*ACTION ITEM:*
From the records below, give the number of lines that contain the string "Failed", without any other text.

Records drawn from a dataset:
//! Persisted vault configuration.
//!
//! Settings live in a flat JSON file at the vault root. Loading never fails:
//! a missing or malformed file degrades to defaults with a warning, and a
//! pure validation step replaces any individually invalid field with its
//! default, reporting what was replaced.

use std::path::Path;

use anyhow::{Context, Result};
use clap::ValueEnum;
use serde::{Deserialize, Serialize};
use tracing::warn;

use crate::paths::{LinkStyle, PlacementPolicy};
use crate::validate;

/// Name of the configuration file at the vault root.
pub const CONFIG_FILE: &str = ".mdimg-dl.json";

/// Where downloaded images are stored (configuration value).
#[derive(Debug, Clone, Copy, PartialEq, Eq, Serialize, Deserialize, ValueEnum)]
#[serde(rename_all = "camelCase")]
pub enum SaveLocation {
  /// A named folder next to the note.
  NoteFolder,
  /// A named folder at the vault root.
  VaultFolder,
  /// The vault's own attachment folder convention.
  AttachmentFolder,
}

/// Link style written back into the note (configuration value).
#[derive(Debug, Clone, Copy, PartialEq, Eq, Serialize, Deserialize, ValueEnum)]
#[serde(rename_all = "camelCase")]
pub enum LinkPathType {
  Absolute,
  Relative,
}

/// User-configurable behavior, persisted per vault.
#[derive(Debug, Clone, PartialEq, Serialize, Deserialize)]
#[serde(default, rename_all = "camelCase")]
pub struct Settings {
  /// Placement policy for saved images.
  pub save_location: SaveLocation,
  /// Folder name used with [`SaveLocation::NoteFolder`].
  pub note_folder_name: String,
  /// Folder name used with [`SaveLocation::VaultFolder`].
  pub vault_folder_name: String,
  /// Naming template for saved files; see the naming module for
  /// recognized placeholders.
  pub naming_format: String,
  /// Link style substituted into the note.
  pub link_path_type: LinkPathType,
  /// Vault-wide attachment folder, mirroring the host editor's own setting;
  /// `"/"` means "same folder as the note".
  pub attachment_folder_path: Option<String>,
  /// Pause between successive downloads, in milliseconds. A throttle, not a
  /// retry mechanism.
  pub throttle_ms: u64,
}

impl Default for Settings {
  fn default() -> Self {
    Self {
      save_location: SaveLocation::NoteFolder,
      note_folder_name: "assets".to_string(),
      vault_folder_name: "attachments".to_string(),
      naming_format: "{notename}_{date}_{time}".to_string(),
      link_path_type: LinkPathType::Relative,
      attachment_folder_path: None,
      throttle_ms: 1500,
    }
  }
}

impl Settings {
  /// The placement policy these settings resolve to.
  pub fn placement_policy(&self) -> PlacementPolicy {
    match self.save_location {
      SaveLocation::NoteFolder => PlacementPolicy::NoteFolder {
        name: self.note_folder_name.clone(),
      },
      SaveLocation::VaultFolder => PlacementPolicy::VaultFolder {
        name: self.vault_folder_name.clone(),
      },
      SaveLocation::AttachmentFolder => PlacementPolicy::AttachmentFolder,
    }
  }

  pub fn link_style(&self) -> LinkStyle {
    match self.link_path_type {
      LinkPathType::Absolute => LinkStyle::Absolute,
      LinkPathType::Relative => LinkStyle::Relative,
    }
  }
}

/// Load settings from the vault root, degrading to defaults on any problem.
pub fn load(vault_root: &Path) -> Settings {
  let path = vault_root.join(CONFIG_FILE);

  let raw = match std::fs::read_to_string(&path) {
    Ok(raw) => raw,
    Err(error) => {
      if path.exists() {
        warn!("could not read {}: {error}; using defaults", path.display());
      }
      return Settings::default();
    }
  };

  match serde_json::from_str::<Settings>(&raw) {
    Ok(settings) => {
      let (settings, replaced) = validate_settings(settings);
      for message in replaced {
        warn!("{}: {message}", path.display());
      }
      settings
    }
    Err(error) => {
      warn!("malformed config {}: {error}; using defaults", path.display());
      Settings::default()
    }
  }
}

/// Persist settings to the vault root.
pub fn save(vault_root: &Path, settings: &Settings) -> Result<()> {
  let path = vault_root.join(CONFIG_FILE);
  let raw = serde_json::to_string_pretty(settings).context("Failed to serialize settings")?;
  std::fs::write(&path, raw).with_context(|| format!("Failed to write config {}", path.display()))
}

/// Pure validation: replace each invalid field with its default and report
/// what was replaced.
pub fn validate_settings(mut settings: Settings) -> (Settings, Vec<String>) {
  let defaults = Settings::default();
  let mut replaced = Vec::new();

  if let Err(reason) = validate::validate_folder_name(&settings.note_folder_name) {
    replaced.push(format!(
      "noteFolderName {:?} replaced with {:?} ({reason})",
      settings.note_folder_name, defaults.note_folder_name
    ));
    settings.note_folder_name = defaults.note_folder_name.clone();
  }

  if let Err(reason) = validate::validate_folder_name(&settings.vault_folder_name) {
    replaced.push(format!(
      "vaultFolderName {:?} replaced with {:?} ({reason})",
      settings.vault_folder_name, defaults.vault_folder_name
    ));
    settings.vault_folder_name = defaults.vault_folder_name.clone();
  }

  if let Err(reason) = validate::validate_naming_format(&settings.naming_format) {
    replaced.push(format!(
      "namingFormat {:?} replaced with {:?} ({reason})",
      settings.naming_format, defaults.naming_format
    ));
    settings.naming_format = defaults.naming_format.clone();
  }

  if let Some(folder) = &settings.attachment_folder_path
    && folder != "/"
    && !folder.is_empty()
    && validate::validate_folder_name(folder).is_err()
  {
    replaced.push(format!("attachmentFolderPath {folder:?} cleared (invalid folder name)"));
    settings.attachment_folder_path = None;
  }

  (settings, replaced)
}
* * *
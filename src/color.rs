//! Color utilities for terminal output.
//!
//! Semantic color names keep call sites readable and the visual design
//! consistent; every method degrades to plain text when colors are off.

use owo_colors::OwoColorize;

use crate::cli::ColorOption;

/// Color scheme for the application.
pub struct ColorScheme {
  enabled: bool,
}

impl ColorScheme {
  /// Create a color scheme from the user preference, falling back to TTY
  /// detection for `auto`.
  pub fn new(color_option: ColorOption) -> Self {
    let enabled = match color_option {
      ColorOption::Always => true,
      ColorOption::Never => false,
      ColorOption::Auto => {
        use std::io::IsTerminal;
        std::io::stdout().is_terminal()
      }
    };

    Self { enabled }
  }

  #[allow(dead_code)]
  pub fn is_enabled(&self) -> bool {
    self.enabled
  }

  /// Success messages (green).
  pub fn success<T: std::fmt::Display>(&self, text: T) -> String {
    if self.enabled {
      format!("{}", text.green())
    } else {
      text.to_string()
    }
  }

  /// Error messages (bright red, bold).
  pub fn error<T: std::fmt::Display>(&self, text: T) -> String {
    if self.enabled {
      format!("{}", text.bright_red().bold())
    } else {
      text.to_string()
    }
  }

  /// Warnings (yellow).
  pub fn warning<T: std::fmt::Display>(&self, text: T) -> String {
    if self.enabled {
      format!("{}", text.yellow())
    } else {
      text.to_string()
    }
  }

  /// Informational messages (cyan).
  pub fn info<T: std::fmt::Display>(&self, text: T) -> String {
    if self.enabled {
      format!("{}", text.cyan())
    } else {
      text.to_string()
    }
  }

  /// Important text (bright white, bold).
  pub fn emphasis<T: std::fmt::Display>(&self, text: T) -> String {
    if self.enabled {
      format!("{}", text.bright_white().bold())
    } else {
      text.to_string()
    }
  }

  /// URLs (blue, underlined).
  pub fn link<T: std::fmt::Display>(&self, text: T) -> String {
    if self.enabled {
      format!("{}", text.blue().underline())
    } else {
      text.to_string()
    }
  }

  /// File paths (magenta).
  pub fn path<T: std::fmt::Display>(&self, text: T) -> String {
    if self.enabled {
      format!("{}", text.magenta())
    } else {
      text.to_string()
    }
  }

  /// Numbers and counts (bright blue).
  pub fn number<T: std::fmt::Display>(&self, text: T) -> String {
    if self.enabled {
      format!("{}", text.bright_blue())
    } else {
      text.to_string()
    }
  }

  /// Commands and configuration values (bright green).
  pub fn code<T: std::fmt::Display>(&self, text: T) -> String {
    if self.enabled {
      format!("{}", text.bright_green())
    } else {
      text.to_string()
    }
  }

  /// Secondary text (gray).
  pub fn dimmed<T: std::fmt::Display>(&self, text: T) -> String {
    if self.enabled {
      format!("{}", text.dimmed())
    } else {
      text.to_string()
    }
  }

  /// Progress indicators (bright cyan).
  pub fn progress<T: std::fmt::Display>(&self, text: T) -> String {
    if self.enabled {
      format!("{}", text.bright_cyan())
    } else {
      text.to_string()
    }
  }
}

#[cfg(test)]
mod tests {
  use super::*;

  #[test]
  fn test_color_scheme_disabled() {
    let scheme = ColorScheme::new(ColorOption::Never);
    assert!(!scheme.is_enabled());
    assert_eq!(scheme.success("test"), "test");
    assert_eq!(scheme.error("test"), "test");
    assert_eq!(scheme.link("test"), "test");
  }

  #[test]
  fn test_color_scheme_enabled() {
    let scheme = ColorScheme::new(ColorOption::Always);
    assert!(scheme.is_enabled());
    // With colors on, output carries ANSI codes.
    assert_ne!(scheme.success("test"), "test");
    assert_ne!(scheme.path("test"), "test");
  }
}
==
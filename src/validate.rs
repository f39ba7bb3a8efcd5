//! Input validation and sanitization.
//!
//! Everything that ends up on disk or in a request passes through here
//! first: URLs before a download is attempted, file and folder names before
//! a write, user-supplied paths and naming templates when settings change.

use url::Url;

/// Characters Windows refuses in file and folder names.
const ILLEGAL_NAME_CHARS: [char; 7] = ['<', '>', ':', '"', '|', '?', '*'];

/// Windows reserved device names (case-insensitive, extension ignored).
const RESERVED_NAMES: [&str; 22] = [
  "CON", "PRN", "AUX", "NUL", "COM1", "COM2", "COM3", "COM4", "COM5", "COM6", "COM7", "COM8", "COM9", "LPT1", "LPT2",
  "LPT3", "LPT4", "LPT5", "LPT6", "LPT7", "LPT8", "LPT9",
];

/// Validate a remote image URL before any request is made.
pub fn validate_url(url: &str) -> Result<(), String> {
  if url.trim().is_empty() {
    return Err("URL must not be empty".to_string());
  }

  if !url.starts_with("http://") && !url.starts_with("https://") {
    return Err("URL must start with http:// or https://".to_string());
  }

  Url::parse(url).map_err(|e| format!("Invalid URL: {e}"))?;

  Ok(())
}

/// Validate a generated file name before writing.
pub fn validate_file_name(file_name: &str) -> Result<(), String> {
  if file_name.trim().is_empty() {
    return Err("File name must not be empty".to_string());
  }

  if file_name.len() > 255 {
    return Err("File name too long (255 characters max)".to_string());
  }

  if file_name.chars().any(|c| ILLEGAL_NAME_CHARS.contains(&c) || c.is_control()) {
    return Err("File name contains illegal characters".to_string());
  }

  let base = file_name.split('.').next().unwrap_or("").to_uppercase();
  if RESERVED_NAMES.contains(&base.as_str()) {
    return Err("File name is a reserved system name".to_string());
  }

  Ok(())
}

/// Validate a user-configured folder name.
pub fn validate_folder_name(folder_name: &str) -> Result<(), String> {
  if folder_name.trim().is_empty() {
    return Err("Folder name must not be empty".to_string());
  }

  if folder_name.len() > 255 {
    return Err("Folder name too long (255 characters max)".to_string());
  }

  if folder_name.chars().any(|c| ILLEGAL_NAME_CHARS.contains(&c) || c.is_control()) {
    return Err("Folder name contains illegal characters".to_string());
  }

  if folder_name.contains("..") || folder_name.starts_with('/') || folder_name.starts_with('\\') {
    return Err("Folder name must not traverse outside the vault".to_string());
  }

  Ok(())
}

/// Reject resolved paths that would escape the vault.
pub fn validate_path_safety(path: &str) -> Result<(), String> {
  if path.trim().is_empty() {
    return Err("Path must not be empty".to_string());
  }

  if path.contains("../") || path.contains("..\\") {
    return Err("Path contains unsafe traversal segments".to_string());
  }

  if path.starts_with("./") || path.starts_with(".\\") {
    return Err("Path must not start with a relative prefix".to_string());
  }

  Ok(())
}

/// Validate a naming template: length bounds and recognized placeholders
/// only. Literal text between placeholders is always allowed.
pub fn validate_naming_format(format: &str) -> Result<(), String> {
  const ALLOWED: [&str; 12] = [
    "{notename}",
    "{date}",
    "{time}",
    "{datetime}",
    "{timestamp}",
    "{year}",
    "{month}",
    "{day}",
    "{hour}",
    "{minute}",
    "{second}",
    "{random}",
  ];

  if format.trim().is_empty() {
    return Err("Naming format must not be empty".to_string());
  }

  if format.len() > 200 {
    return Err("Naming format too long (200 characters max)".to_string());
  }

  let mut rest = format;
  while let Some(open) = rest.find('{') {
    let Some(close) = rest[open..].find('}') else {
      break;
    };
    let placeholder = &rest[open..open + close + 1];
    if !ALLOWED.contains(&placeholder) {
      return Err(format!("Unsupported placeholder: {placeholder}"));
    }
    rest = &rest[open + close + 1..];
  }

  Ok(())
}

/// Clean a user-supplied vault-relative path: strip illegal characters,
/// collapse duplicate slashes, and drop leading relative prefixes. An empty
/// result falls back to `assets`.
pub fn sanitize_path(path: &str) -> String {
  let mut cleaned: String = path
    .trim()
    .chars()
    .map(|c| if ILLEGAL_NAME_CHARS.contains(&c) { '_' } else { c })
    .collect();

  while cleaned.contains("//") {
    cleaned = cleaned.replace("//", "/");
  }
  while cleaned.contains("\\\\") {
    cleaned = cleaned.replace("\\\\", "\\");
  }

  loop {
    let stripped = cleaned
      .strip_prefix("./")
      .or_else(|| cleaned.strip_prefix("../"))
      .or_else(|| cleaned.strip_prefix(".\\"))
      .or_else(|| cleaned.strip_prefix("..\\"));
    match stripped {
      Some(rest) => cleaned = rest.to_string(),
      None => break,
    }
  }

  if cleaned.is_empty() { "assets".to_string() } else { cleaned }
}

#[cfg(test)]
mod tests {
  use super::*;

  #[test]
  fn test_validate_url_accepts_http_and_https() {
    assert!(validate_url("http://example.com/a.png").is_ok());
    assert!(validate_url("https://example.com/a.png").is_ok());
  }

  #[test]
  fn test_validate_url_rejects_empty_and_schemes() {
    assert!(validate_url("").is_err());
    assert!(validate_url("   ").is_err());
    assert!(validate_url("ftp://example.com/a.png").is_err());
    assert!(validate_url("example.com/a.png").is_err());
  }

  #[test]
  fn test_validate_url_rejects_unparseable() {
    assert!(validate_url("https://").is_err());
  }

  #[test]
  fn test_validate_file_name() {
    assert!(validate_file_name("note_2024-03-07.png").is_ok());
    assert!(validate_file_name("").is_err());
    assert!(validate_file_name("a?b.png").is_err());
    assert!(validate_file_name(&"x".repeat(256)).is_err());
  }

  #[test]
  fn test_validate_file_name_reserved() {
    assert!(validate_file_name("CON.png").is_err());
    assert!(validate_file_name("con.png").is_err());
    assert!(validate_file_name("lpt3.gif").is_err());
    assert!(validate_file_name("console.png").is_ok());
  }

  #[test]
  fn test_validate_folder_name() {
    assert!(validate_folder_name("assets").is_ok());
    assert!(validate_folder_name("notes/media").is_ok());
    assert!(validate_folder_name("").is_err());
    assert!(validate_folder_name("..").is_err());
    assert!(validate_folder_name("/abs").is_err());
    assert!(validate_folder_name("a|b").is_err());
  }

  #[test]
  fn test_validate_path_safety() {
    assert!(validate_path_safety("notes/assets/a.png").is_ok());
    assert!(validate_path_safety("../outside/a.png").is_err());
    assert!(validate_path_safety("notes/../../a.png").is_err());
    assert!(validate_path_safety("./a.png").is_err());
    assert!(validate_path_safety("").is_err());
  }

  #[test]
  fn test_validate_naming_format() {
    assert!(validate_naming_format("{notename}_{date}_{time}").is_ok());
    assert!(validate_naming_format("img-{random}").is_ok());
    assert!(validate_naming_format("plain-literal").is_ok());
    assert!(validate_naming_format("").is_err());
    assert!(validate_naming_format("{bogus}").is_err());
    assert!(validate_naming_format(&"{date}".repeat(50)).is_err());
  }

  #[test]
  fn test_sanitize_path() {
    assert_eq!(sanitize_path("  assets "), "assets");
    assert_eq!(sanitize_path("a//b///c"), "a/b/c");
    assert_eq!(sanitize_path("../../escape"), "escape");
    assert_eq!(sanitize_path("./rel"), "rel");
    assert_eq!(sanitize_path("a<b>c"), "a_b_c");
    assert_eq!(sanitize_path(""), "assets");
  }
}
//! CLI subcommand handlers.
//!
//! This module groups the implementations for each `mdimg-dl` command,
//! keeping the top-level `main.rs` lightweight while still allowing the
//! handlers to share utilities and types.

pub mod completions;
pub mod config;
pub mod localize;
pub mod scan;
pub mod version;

*ANSWER TO THIS EXERCISE:*
2